Is it finally time for provincially appointed patient advocates?
By Colin Hung (@Colin_Hung)
Last month, those of us who live in Ontario went to the polls for our third provincial election in just seven years. The results were surprising – Kathleen Wynne’s Liberal party won a majority which none of the experts were predicting (http://www.theglobeandmail.com/news/politics/ontario-election-day/article19135292/). You could almost hear the collective sigh of relief that there won’t be another election for at least four years.
For me, the timing of the election was horrible. In the previous two years both the Minister for Health (The Honorable Deb Matthews @Deb_Matthews) and the Ontario Ombudsman (André Marin – who tweets under the handle @Ont_Ombudsman) had publicly been talking about finally implementing provincial oversight of Ontario’s healthcare institutions through a third party (Toronto Star article Healthcare check-up: Should the province’s ombudsman have oversight of hospitals?). Ontario is the only province in Canada where the scope of the ombudsman does not include hospitals. This means that in Ontario, should there be a complaint or an issue with a hospital, the escalation process only goes through the Ministry of Health – hardly a neutral third party.

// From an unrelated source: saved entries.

impl BrowserSession {
    /// Launch Chrome with a persistent profile, connect via CDP WebSocket.
    pub async fn launch(
        chrome_path: &Path,
        options: &LaunchOptions,
    ) -> Result<Self, BrowserError> {
        // Find a free port for the DevTools endpoint
        let listener = std::net::TcpListener::bind("127.0.0.1:0").map_err(|e| {
            BrowserError::LaunchFailed {
                context: format!("bind port: {e}"),
            }
        })?;
        let port = listener
            .local_addr()
            .map_err(|e| BrowserError::LaunchFailed {
                context: format!("local_addr: {e}"),
            })?
            .port();
        drop(listener);

        let (width, height) = options.window_size;
        let mut cmd = Command::new(chrome_path);
        let _ = cmd
            .arg(format!("--remote-debugging-port={port}"))
            .arg(format!("--user-data-dir={}", options.profile_dir.display()))
            .arg(format!("--window-size={width},{height}"))
            .arg("--no-first-run")
            .arg("--no-default-browser-check")
            .arg("--disable-dev-shm-usage");
        if !options.headed {
            let _ = cmd.arg("--headless=new").arg("--disable-gpu");
        }
        let mut child = cmd
            .arg("about:blank")
            .stdout(Stdio::null())
            .stderr(Stdio::null())
            .spawn()
            .map_err(|e| BrowserError::LaunchFailed {
                context: e.to_string(),
            })?;

        // Wait for Chrome to start accepting connections
        let ws_url = wait_for_ws_url(port, &mut child).await?;

        // Connect to the page WebSocket
        let (ws, _) = connect_async(&ws_url)
            .await
            .map_err(|e| BrowserError::LaunchFailed {
                context: format!("WebSocket connect: {e}"),
            })?;

        let (cmd_tx, cmd_rx) = mpsc::channel::<CdpCommand>(64);
        let handler = tokio::spawn(cdp_handler_loop(ws, cmd_rx));

        tracing::info!(port, profile = %options.profile_dir.display(), "browser session launched");

        Ok(Self {
            cmd_tx,
            current_url: parking_lot::RwLock::new(None),
            chrome_process: Mutex::new(Some(child)),
            _handler: handler,
        })
    }

    /// Current page URL, if a navigation has completed.
    pub fn current_url(&self) -> Option<String> {
        self.current_url.read().clone()
    }

    // ─── CDP command helper ──────────────────────────────────────────────

    async fn send_cdp(&self, method: &str, params: Value) -> Result<Value, BrowserError> {
        let (tx, rx) = oneshot::channel();
        self.cmd_tx
            .send(CdpCommand {
                method: method.into(),
                params,
                response_tx: tx,
            })
            .await
            .map_err(|_| BrowserError::Cdp("handler closed".into()))?;

        let result = tokio::time::timeout(Duration::from_secs(30), rx)
            .await
            .map_err(|_| BrowserError::Timeout {
                timeout_ms: 30_000,
                context: format!("CDP {method}"),
            })?
            .map_err(|_| BrowserError::Cdp("response dropped".into()))?;

        result.map_err(BrowserError::Cdp)
    }

    // ─── Navigation ──────────────────────────────────────────────────────

    /// Navigate to a URL and wait for the document to finish loading.
    pub async fn navigate(&self, url: &str) -> Result<(), BrowserError> {
        let _ = self
            .send_cdp("Page.navigate", json!({ "url": url }))
            .await
            .map_err(|e| BrowserError::NavigationFailed {
                url: url.into(),
                reason: e.to_string(),
            })?;

        // Poll readyState rather than subscribing to load events — one page,
        // one navigation at a time.
        for _ in 0..100 {
            if let Ok(state) = self.evaluate("document.readyState").await {
                if state.as_str() == Some("complete") {
                    break;
                }
            }
            tokio::time::sleep(Duration::from_millis(100)).await;
        }

        *self.current_url.write() = Some(url.to_string());
        Ok(())
    }

    // ─── Interaction ─────────────────────────────────────────────────────

    /// Click an element by CSS selector.
    pub async fn click(&self, selector: &str) -> Result<(), BrowserError> {
        self.ensure_element_exists(selector).await?;
        let js = format!(
            r"document.querySelector({}).click()",
            serde_json::to_string(selector).unwrap_or_default(),
        );
        let _ = self.evaluate(&js).await?;
        Ok(())
    }

    /// Type text into an element, one key event pair per character.
    pub async fn type_text(&self, selector: &str, text: &str) -> Result<(), BrowserError> {
        self.ensure_element_exists(selector).await?;
        let focus_js = format!(
            "document.querySelector({}).focus()",
            serde_json::to_string(selector).unwrap_or_default(),
        );
        let _ = self.evaluate(&focus_js).await?;

        for ch in text.chars() {
            let _ = self
                .send_cdp(
                    "Input.dispatchKeyEvent",
                    json!({
                        "type": "keyDown",
                        "text": ch.to_string(),
                        "key": ch.to_string(),
                    }),
                )
                .await?;
            let _ = self
                .send_cdp(
                    "Input.dispatchKeyEvent",
                    json!({
                        "type": "keyUp",
                        "key": ch.to_string(),
                    }),
                )
                .await?;
        }
        Ok(())
    }

    // ─── Observation ─────────────────────────────────────────────────────

    /// Get text content of an element.
    pub async fn get_text(&self, selector: &str) -> Result<String, BrowserError> {
        self.ensure_element_exists(selector).await?;
        let js = format!(
            "document.querySelector({}).innerText || ''",
            serde_json::to_string(selector).unwrap_or_default(),
        );
        let val = self.evaluate(&js).await?;
        Ok(val.as_str().unwrap_or_default().to_string())
    }

    /// Wait for an element to appear, up to `timeout_ms`.
    pub async fn wait_for(&self, selector: &str, timeout_ms: u64) -> Result<(), BrowserError> {
        let js = format!(
            r"new Promise((resolve, reject) => {{
                if (document.querySelector({sel})) return resolve(true);
                const observer = new MutationObserver(() => {{
                    if (document.querySelector({sel})) {{
                        observer.disconnect();
                        resolve(true);
                    }}
                }});
                observer.observe(document.body, {{ childList: true, subtree: true }});
                setTimeout(() => {{ observer.disconnect(); reject(new Error('Timeout')); }}, {t});
            }})",
            sel = serde_json::to_string(selector).unwrap_or_default(),
            t = timeout_ms,
        );
        let _ = tokio::time::timeout(Duration::from_millis(timeout_ms + 1000), self.evaluate(&js))
            .await
            .map_err(|_| BrowserError::Timeout {
                timeout_ms,
                context: format!("waiting for {selector}"),
            })?
            .map_err(|e| BrowserError::Timeout {
                timeout_ms,
                context: e.to_string(),
            })?;
        Ok(())
    }

    /// Evaluate a JS expression in the page, returning its JSON value.
    ///
    /// Promises are awaited; thrown exceptions become [`BrowserError::ActionFailed`].
    pub async fn evaluate(&self, expression: &str) -> Result<Value, BrowserError> {
        let result = self
            .send_cdp(
                "Runtime.evaluate",
                json!({
                    "expression": expression,
                    "returnByValue": true,
                    "awaitPromise": true,
                }),
            )
            .await?;
        if let Some(exception) = result.get("exceptionDetails") {
            let msg = exception["exception"]["description"]
                .as_str()
                .or_else(|| exception["text"].as_str())
                .unwrap_or("evaluation error");
            return Err(BrowserError::ActionFailed {
                action: "evaluate".into(),
                reason: msg.into(),
            });
        }
        Ok(result["result"]["value"].clone())
    }

    /// Close the browser process.
    pub async fn close(&self) -> Result<(), BrowserError> {
        if let Some(mut child) = self.chrome_process.lock().await.take() {
            let _ = child.kill().await;
            tracing::info!("browser session closed");
        }
        Ok(())
    }

    // ─── Helpers ─────────────────────────────────────────────────────────

    async fn ensure_element_exists(&self, selector: &str) -> Result<(), BrowserError> {
        let js = format!(
            "document.querySelector({}) !== null",
            serde_json::to_string(selector).unwrap_or_default(),
        );
        let val = self.evaluate(&js).await?;
        if val.as_bool() != Some(true) {
            return Err(BrowserError::ElementNotFound {
                selector: selector.into(),
            });
        }
        Ok(())
    }
}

This issue was so important our friends over at HealthyDebate even had a series dedicated to this topic – Expert advice for Ontario Ombudsman on his bid for jurisdiction over hospitals and long term care facilities.
When you read the articles it is clear that Matthews and Marin did not see eye-to-eye on who that third party should be. Marin, obviously, believed that the Ombudsman office was perfectly suited to handle hospitals, but Matthews disagreed. Instead she proposed creating a separate body. In January 2014 Matthews’ publicly proposed the following:
“What we’re talking about is a health-focused patient advocate. I get letters as minister from people who aren’t happy with the care they’ve received. I think it’s really important to turn those complaints into ways to improve quality.”
Notice that Matthews didn’t use the word Ombudsman but instead chose patient advocate. Her words got me thinking – is it time that provinces in Canada have a designated person/office that is responsible for advocating on behalf of patients?
Currently, each hospital and healthcare organization in Canada has their own patient advocate – usually an individual or small department that handles patient feedback as well as complaints. These “Patient Relations” teams are fairly effective at helping patients resolve issues involving the organization they represent. [Disclosure: I used to work closely with many Patient Relations teams in Ontario in my role of VP Marketing at RL Solutions].
However, the care we receive as citizens of Canada is very rarely handled by a single organization. We have primary care physicians and specialists that we use alongside hospitals. There are also long-term care facilities, CCACs, home-care providers and now telehealth organizations that are also part of the “care team” for many Canadians. In this overlapping, heterogeneous environment it would be very difficult for a patient to know which organization to raise an issue with. Shouldn’t there be someone that patients could escalate issues to who had the ability to see across the entire healthcare continuum?
Furthermore wouldn’t it be nice to have a person (or office) that patients could turn to for help to navigate our increasingly complex healthcare system? To provide the patient perspective whenever and wherever healthcare policies are debated? To fight for patient rights and healthcare privacy? In short, isn’t it time we had a Patient Advocate at the provincial level?
I hope that Ontario’s new incoming Minister for Health – The Honorable Dr. Eric Hoskins (@DrEricHoskins) – carries on the work that Deb Matthews started. Whether or not the Provincial Patient Advocate falls under the Ombudsman or not, it is my personal opinion that this role is needed.
Join us on Wednesday July 9th at 1pm Eastern for the weekly #hcsmca tweetchat where we will be discussing the topic of a Provincial Patient Advocate.
- T1: Is there a need for a Provincial Patient Advocate? Or is the existing system sufficient?
- T2: Does patient advocacy and hospital oversight belong in the same place/office?
- T3: What would a Provincial Patient Advocate be responsible for? What specific duties would they have?
- T4: What would be the characteristics of a good Provincial Patient Advocate? What background? Knowledge?
- T5: Do you think we will see a Provincial Patient Advocate in the next 5 years? What’s needed to make this happen?